Continuous monitoring completes the framework. A model may behave safely on day one and drift months later. Without tracking its inputs and outputs over time, operators may miss early warning signs that matter in OT.
Principle 4: Design for Safety, Security, and Human Oversight
Even with guardrails, AI shouldn’t be left to operate OT systems on its own. Human oversight must remain central. Operators need the authority to override model decisions, pause automation, or shut systems down when behavior looks wrong. Human experience still counts, as a seasoned operator can spot a suspicious reading faster than any dashboard.
Systems also need predictable failure behavior. If a model faults or produces conflicting outputs, the process should fall back to a safe state such as manual control, a frozen setting, or an isolated observation mode. AI shouldn’t have a straight path to high-impact controls; it needs to move through hardened layers that can stop or slow bad decisions. And if the model faults or the data turns suspect, the system should settle into a safe state that buys operators time to step in.
“AI is making us faster, more efficient, and hopefully safer,” said Trey Ford, Chief Strategy and Trust Officer at Bugcrowd. The ‘what’ and ‘why,’ however, are the challenges we need to focus on when asking, ‘Is this implementation fit for purpose?’ Specifically, when we give automated agents autonomy (true agency), we need to operationalize how humans stay in the loop, tune, and troubleshoot these capabilities over time.”
What Operators Should Do Now
The guidance leaves operators with a few things they can tackle right away. First, take stock of the environment. Most OT teams already wrestle with incomplete asset maps and old equipment, so an AI readiness check forces everyone to see where the data actually comes from and which processes are brittle.
From there, pull the right people into the same lane. OT, IT, and the data folks rarely make decisions together, but AI cuts across all three. Data quality needs attention too. If the inputs are unreliable—or worse, manipulated—any model you build on top of them will behave unpredictably. And whatever model makes it into the environment should be treated with the same caution you’d apply to any high-impact operational component. Test it under stress, keep track of which version is running, and watch it closely once it’s live.
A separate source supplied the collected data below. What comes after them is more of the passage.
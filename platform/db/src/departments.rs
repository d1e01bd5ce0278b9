//! Department model layer.

use entity::department::{self, ActiveModel, Column, Entity as Department};
use sea_orm::{
    ActiveModelTrait, ActiveValue::Set, ColumnTrait, ConnectionTrait, EntityTrait, PaginatorTrait,
    QueryFilter, QueryOrder, QuerySelect, sea_query::Expr,
};
use serde::Deserialize;
use serde_json::Value;
use tracing::instrument;
use uuid::Uuid;

use crate::{
    DbResult, random_offset,
    validation::{ValidationErrors, require_non_empty, required_text},
};

/// Untrusted department input as it arrives in a request body.
#[derive(Clone, Debug, Default, Deserialize)]
pub struct DepartmentDraft {
    #[serde(default)]
    pub name: Option<Value>,
}

impl DepartmentDraft {
    pub fn validate(&self) -> Result<NewDepartment, ValidationErrors> {
        let mut errors = ValidationErrors::new();
        let name = required_text("name", self.name.as_ref(), &mut errors);
        match name {
            Some(name) => errors.into_result(NewDepartment { name }),
            None => Err(errors),
        }
    }
}

/// Validated department fields, not yet stored.
#[derive(Clone, Debug, PartialEq, Eq)]
pub struct NewDepartment {
    pub name: String,
}

impl NewDepartment {
    pub fn new(name: impl Into<String>) -> Self {
        Self { name: name.into() }
    }

    pub fn validate(&self) -> Result<(), ValidationErrors> {
        let mut errors = ValidationErrors::new();
        require_non_empty("name", &self.name, &mut errors);
        errors.into_result(())
    }
}

#[instrument(skip_all)]
pub async fn insert<C: ConnectionTrait>(db: &C, fields: NewDepartment) -> DbResult<department::Model> {
    fields.validate()?;
    let model = ActiveModel {
        id: Set(Uuid::new_v4()),
        name: Set(fields.name),
    }
    .insert(db)
    .await?;
    tracing::debug!(id = %model.id, "department inserted");
    Ok(model)
}

pub async fn find_all<C: ConnectionTrait>(db: &C) -> DbResult<Vec<department::Model>> {
    Ok(Department::find().order_by_asc(Column::Id).all(db).await?)
}

pub async fn find_by_id<C: ConnectionTrait>(
    db: &C,
    id: Uuid,
) -> DbResult<Option<department::Model>> {
    Ok(Department::find_by_id(id).one(db).await?)
}

pub async fn count<C: ConnectionTrait>(db: &C) -> DbResult<u64> {
    Ok(Department::find().count(db).await?)
}

/// One department picked uniformly at random. The count and the fetch are
/// separate queries, so a concurrent delete can make this return `None` for
/// a non-empty table.
pub async fn random<C: ConnectionTrait>(db: &C) -> DbResult<Option<department::Model>> {
    let Some(offset) = random_offset(count(db).await?) else {
        return Ok(None);
    };
    Ok(Department::find()
        .order_by_asc(Column::Id)
        .offset(offset)
        .one(db)
        .await?)
}

/// Replaces every mutable field of the department. Returns the number of rows
/// touched (0 when the id is unknown).
#[instrument(skip(db, fields))]
pub async fn replace<C: ConnectionTrait>(db: &C, id: Uuid, fields: NewDepartment) -> DbResult<u64> {
    fields.validate()?;
    let result = Department::update_many()
        .col_expr(Column::Name, Expr::value(fields.name))
        .filter(Column::Id.eq(id))
        .exec(db)
        .await?;
    Ok(result.rows_affected)
}

#[instrument(skip(db))]
pub async fn delete_by_id<C: ConnectionTrait>(db: &C, id: Uuid) -> DbResult<u64> {
    let result = Department::delete_by_id(id).exec(db).await?;
    Ok(result.rows_affected)
}
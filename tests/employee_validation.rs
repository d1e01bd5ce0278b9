use platform_db::{FieldErrorKind, employees::EmployeeDraft};
use serde_json::{Map, Value, json};

fn draft_with(field: &str, value: Value) -> EmployeeDraft {
    let mut body = Map::new();
    body.insert(field.to_string(), value);
    serde_json::from_value(Value::Object(body)).unwrap()
}

#[test]
fn missing_fields_fail_individually() {
    let errors = EmployeeDraft::default().validate().unwrap_err();
    for field in ["firstName", "lastName", "department"] {
        let err = errors.field(field).unwrap();
        assert_eq!(err.kind, FieldErrorKind::Required, "{field}");
    }
}

#[test]
fn non_string_values_fail_on_their_field() {
    for case in [json!({}), json!([])] {
        for field in ["firstName", "lastName", "department"] {
            let errors = draft_with(field, case.clone()).validate().unwrap_err();
            let err = errors.field(field).unwrap();
            assert_eq!(err.kind, FieldErrorKind::NotText, "{field} = {case}");
        }
    }
}

#[test]
fn well_formed_employee_validates() {
    let draft: EmployeeDraft = serde_json::from_value(json!({
        "firstName": "Jonathan",
        "lastName": "Wilson",
        "department": "5e5aedb36af09dc4837a5a16",
    }))
    .unwrap();
    assert!(draft.validate().is_ok());
}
AI Will Redefine Infrastructure—If We Build It Responsibly
AI will eventually play a large role in how infrastructure operates. It can help plants adapt faster, detect equipment failures earlier, and manage systems that have grown too complex for manual oversight alone. But the benefits only hold if safety comes first. This guidance marks the beginning of a shift toward AI-specific operational standards—rules that sit alongside today’s engineering and safety requirements. The challenge now is turning those principles into practice before AI becomes another weak point in environments that can’t afford surprises.